En primer lugar, el estanco, justo enfrente de la puerta del hospital. Es sabido que el gremio de los galenos alberga entre sus filas -oh contradicción- alguno de los más fervientes practicantes del nefando vicio (habiendo perdido hoy día la sodomía su carácter y prestigio de vicio nefando, es posible que el tabaco pueda reemplazarlo si continúan las intervenciones legislativas en la línea actual). El estanco es a las almas lo que la farmacia que se yergue a su costado es a los cuerpos, y no es preciso que ninguno de los dos establecimientos se encuentre de guardia para que su mera visión le reconforte a uno el espíritu pensando que para cualquier urgencia no tiene más que cruzar la calle.
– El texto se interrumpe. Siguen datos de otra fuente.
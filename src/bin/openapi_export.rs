use std::{fs, path::PathBuf};

use shipment_tracking::openapi::ApiDocV1;
use utoipa::OpenApi;

fn main() -> anyhow::Result<()> {
    let openapi = ApiDocV1::openapi();
    let json = serde_json::to_string_pretty(&openapi)?;

    let output_dir = PathBuf::from("openapi");
    fs::create_dir_all(&output_dir)?;

    let output_path = output_dir.join("shipment-tracking.v1.json");
    fs::write(&output_path, json)?;

    println!("OpenAPI document written to {}", output_path.display());
    Ok(())
}
use axum::{extract::State, http::StatusCode, response::IntoResponse, response::Json};
use chrono::{DateTime, Utc};
use serde::{Deserialize, Serialize};
use std::collections::BTreeMap;
use tracing::error;
use utoipa::ToSchema;

use crate::AppState;

#[derive(Serialize, Deserialize, Debug, Clone, Copy, PartialEq, Eq, ToSchema)]
#[serde(rename_all = "lowercase")]
pub enum HealthStatus {
    Up,
    Down,
}

#[derive(Serialize, Deserialize, Debug, Clone, ToSchema)]
pub struct HealthInfo {
    pub status: HealthStatus,
    pub version: String,
    pub timestamp: DateTime<Utc>,
    pub database: HealthStatus,
    /// Circuit state per carrier (`closed`, `open`, `halfopen`)
    pub carriers: BTreeMap<String, String>,
}

#[utoipa::path(
    get,
    path = "/health",
    responses(
        (status = 200, description = "Service is healthy", body = HealthInfo),
        (status = 503, description = "Database unreachable", body = HealthInfo)
    ),
    tag = "health"
)]
pub async fn health_check(State(state): State<AppState>) -> impl IntoResponse {
    let database = match crate::db::check_connection(&state.db).await {
        Ok(()) => HealthStatus::Up,
        Err(err) => {
            error!(error = %err, "database health check failed");
            HealthStatus::Down
        }
    };

    let info = HealthInfo {
        status: database,
        version: env!("CARGO_PKG_VERSION").to_string(),
        timestamp: Utc::now(),
        database,
        carriers: state.services.carriers.circuit_states(),
    };
    let code = match info.status {
        HealthStatus::Up => StatusCode::OK,
        HealthStatus::Down => StatusCode::SERVICE_UNAVAILABLE,
    };
    (code, Json(info))
}
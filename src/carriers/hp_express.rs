use async_trait::async_trait;
use chrono::{DateTime, Utc};
use rust_decimal::Decimal;
use serde::Deserialize;
use serde_json::json;
use tracing::instrument;

use super::http::{resolve_base_url, Auth, CarrierHttp};
use super::{
    BookedShipment, CarrierAdapter, CarrierCode, CarrierError, CreateShipmentRequest, RateRequest,
    ShippingRate, TrackingEvent, TrackingInfo,
};
use crate::config::{CarrierSettings, CompanyAddress, HpExpressConfig};
use crate::errors::ServiceError;

pub const SANDBOX_URL: &str = "https://test.api.posta.hr/v1";
pub const PRODUCTION_URL: &str = "https://api.posta.hr/v1";

pub struct HpExpressAdapter {
    http: CarrierHttp,
    company: CompanyAddress,
}

#[derive(Deserialize)]
#[serde(rename_all = "camelCase")]
struct CreatedResponse {
    shipment_id: String,
    tracking_number: String,
    label_url: Option<String>,
    estimated_delivery: Option<DateTime<Utc>>,
}

#[derive(Deserialize)]
#[serde(rename_all = "camelCase")]
struct TrackingResponse {
    status: String,
    status_date: DateTime<Utc>,
    location: Option<String>,
    #[serde(default)]
    events: Vec<EventResponse>,
}

#[derive(Deserialize)]
struct EventResponse {
    status: String,
    date: DateTime<Utc>,
    location: Option<String>,
    description: Option<String>,
}

#[derive(Deserialize)]
struct RatesResponse {
    rates: Vec<RateResponse>,
}

#[derive(Deserialize)]
#[serde(rename_all = "camelCase")]
struct RateResponse {
    id: String,
    name: String,
    price: Decimal,
    estimated_days: u32,
}

#[derive(Deserialize)]
#[serde(rename_all = "camelCase")]
struct LabelResponse {
    label_url: String,
}

impl HpExpressAdapter {
    pub fn new(config: &HpExpressConfig, settings: &CarrierSettings) -> Result<Self, ServiceError> {
        let base_url = resolve_base_url(
            config.base_url.as_deref(),
            settings.sandbox,
            SANDBOX_URL,
            PRODUCTION_URL,
        );
        Ok(Self {
            http: CarrierHttp::new(
                CarrierCode::HpExpress,
                base_url,
                Auth::Bearer(config.api_key.clone()),
                settings.request_timeout(),
            )?,
            company: settings.company.clone(),
        })
    }

    fn service(pickup_point: bool) -> &'static str {
        if pickup_point {
            "pickup_point"
        } else {
            "door_to_door"
        }
    }
}

#[async_trait]
impl CarrierAdapter for HpExpressAdapter {
    fn code(&self) -> CarrierCode {
        CarrierCode::HpExpress
    }

    #[instrument(skip(self, request), fields(order_id = %request.order_id))]
    async fn create_shipment(
        &self,
        request: &CreateShipmentRequest,
    ) -> Result<BookedShipment, CarrierError> {
        let company = &self.company;
        let recipient = &request.recipient;
        let payload = json!({
            "sender": {
                "name": company.name,
                "street": company.street,
                "city": company.city,
                "postalCode": company.postal_code,
                "countryCode": company.country_code,
                "contact": company.contact,
                "phone": company.phone,
                "email": company.email,
            },
            "recipient": {
                "name": recipient.name,
                "street": recipient.street,
                "city": recipient.city,
                "postalCode": recipient.postal_code,
                "countryCode": recipient.country_code,
                "phone": recipient.phone,
                "email": recipient.email,
            },
            "packages": request.packages.iter().map(|p| {
                let (length, width, height) = p.dimensions();
                json!({ "weight": p.weight, "width": width, "height": height, "length": length })
            }).collect::<Vec<_>>(),
            "service": Self::service(request.pickup_point_id.is_some()),
            "pickupPointId": request.pickup_point_id,
            "reference": request.order_id,
        });

        let created: CreatedResponse = self.http.post("/shipments", &payload).await?;
        Ok(BookedShipment {
            shipment_id: created.shipment_id,
            tracking_number: created.tracking_number,
            label_url: created.label_url,
            estimated_delivery_date: created.estimated_delivery,
        })
    }

    #[instrument(skip(self))]
    async fn get_tracking(&self, tracking_number: &str) -> Result<TrackingInfo, CarrierError> {
        let response: TrackingResponse = self
            .http
            .get(&format!("/tracking/{tracking_number}"))
            .await?;

        let is_delivered = response.status.eq_ignore_ascii_case("delivered");
        Ok(TrackingInfo {
            delivery_date: is_delivered.then_some(response.status_date),
            is_delivered,
            status: response.status,
            status_date: response.status_date,
            location: response.location,
            events: response
                .events
                .into_iter()
                .map(|e| TrackingEvent {
                    status: e.status,
                    timestamp: e.date,
                    location: e.location,
                    description: e.description,
                })
                .collect(),
        })
    }

    async fn calculate_rates(
        &self,
        request: &RateRequest,
    ) -> Result<Vec<ShippingRate>, CarrierError> {
        let payload = json!({
            "fromPostalCode": request.from_postal_code,
            "toPostalCode": request.to_postal_code,
            "toCountryCode": request.to_country_code,
            "weight": request.weight,
            "service": Self::service(request.pickup_point),
        });
        let response: RatesResponse = self.http.post("/rates/calculate", &payload).await?;

        Ok(response
            .rates
            .into_iter()
            .map(|r| ShippingRate {
                id: r.id,
                name: r.name,
                price: r.price,
                currency: "EUR".to_string(),
                estimated_days: r.estimated_days,
                provider: CarrierCode::HpExpress,
            })
            .collect())
    }

    async fn get_label(&self, shipment_id: &str) -> Result<String, CarrierError> {
        let response: LabelResponse = self
            .http
            .get(&format!("/shipments/{shipment_id}/label"))
            .await?;
        Ok(response.label_url)
    }
}
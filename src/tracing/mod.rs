use axum::{
    extract::Request,
    http::{header::HeaderName, HeaderValue},
    middleware::Next,
    response::Response,
};
use std::{cell::RefCell, future::Future};
use tower_http::{
    classify::{ServerErrorsAsFailures, SharedClassifier},
    trace::{MakeSpan, TraceLayer},
};
use tracing::Span;
use uuid::Uuid;

/// Header name for the request ID
pub const REQUEST_ID_HEADER: &str = "x-request-id";

/// Request ID tracking information
#[derive(Clone, Debug)]
pub struct RequestId(pub String);

impl Default for RequestId {
    fn default() -> Self {
        RequestId(Uuid::new_v4().to_string())
    }
}

impl RequestId {
    pub fn new(value: impl Into<String>) -> Self {
        RequestId(value.into())
    }

    pub fn as_str(&self) -> &str {
        &self.0
    }
}

tokio::task_local! {
    static CURRENT_REQUEST_ID: RefCell<Option<RequestId>>;
}

pub async fn scope_request_id<Fut, R>(request_id: RequestId, future: Fut) -> R
where
    Fut: Future<Output = R>,
{
    CURRENT_REQUEST_ID
        .scope(RefCell::new(Some(request_id)), future)
        .await
}

pub fn current_request_id() -> Option<RequestId> {
    CURRENT_REQUEST_ID
        .try_with(|cell| cell.borrow().clone())
        .ok()
        .flatten()
}

/// Middleware to add a request ID to every request and response
pub async fn request_id_middleware(mut request: Request, next: Next) -> Response {
    let request_id = request
        .headers()
        .get(REQUEST_ID_HEADER)
        .and_then(|v| v.to_str().ok())
        .filter(|v| !v.is_empty() && v.len() <= 128)
        .map(RequestId::new)
        .unwrap_or_default();

    let header_value = HeaderValue::from_str(request_id.as_str()).ok();
    if let Some(value) = header_value.clone() {
        request
            .headers_mut()
            .insert(HeaderName::from_static(REQUEST_ID_HEADER), value);
    }
    request.extensions_mut().insert(request_id.clone());

    let mut response = scope_request_id(request_id, next.run(request)).await;

    if let Some(value) = header_value {
        response
            .headers_mut()
            .insert(HeaderName::from_static(REQUEST_ID_HEADER), value);
    }
    response
}

#[derive(Clone, Default)]
pub struct RequestSpanMaker;

impl<B> MakeSpan<B> for RequestSpanMaker {
    fn make_span(&mut self, request: &axum::http::Request<B>) -> Span {
        let request_id = request
            .headers()
            .get(REQUEST_ID_HEADER)
            .and_then(|v| v.to_str().ok())
            .unwrap_or("unknown");
        tracing::info_span!(
            "http_request",
            method = %request.method(),
            uri = %request.uri(),
            request_id = %request_id,
        )
    }
}

/// Configure tracing for the application with tower-http
pub fn configure_http_tracing(
) -> TraceLayer<SharedClassifier<ServerErrorsAsFailures>, RequestSpanMaker> {
    TraceLayer::new_for_http().make_span_with(RequestSpanMaker)
}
Junto a la farmacia hay un pequeño establecimiento de una compañía telefónica -casualmente la que proporciona el acceso a la Red que me permitirá publicar estas líneas una vez que se adecenten un poco- que esta siempre cerrado. Y al lado de la persiana permanentemente bajada hay un comercio cuyo cartel proclama sin rubor 'Servicios funerarios'. La visión del cartel negro con letras blancas sobre el amplio escaparate desde las escaleras del hospital da pie al chiste fácil entre las acompañantes del fumador ("las fumadoras pasivas", en términos de la legalidad vigente). Nuestro fumador -un filosofo de lo cotidiano bajo el efecto de ciertas experiencias vividas en los pasillos de su planta- se queda por contra pensando en lo incierto del traverso del Leteo para todos aquellos que portan el pijama azul. Reflexionando sobre el símil entre la calle Diego de León y el Leteo -un paisaje en el que el candidato a recibir la moneda bajo la lengua sería en buena lógica el guardia de seguridad de la puerta del hospital que impide salir a los pobres internos que no llevan acompañante de algún otro color distinto al azul- nuestro fumador concluye que mejor mirar bien en todo caso antes de cruzar la calle Leteo, y que a ser posible mejor por el semáforo.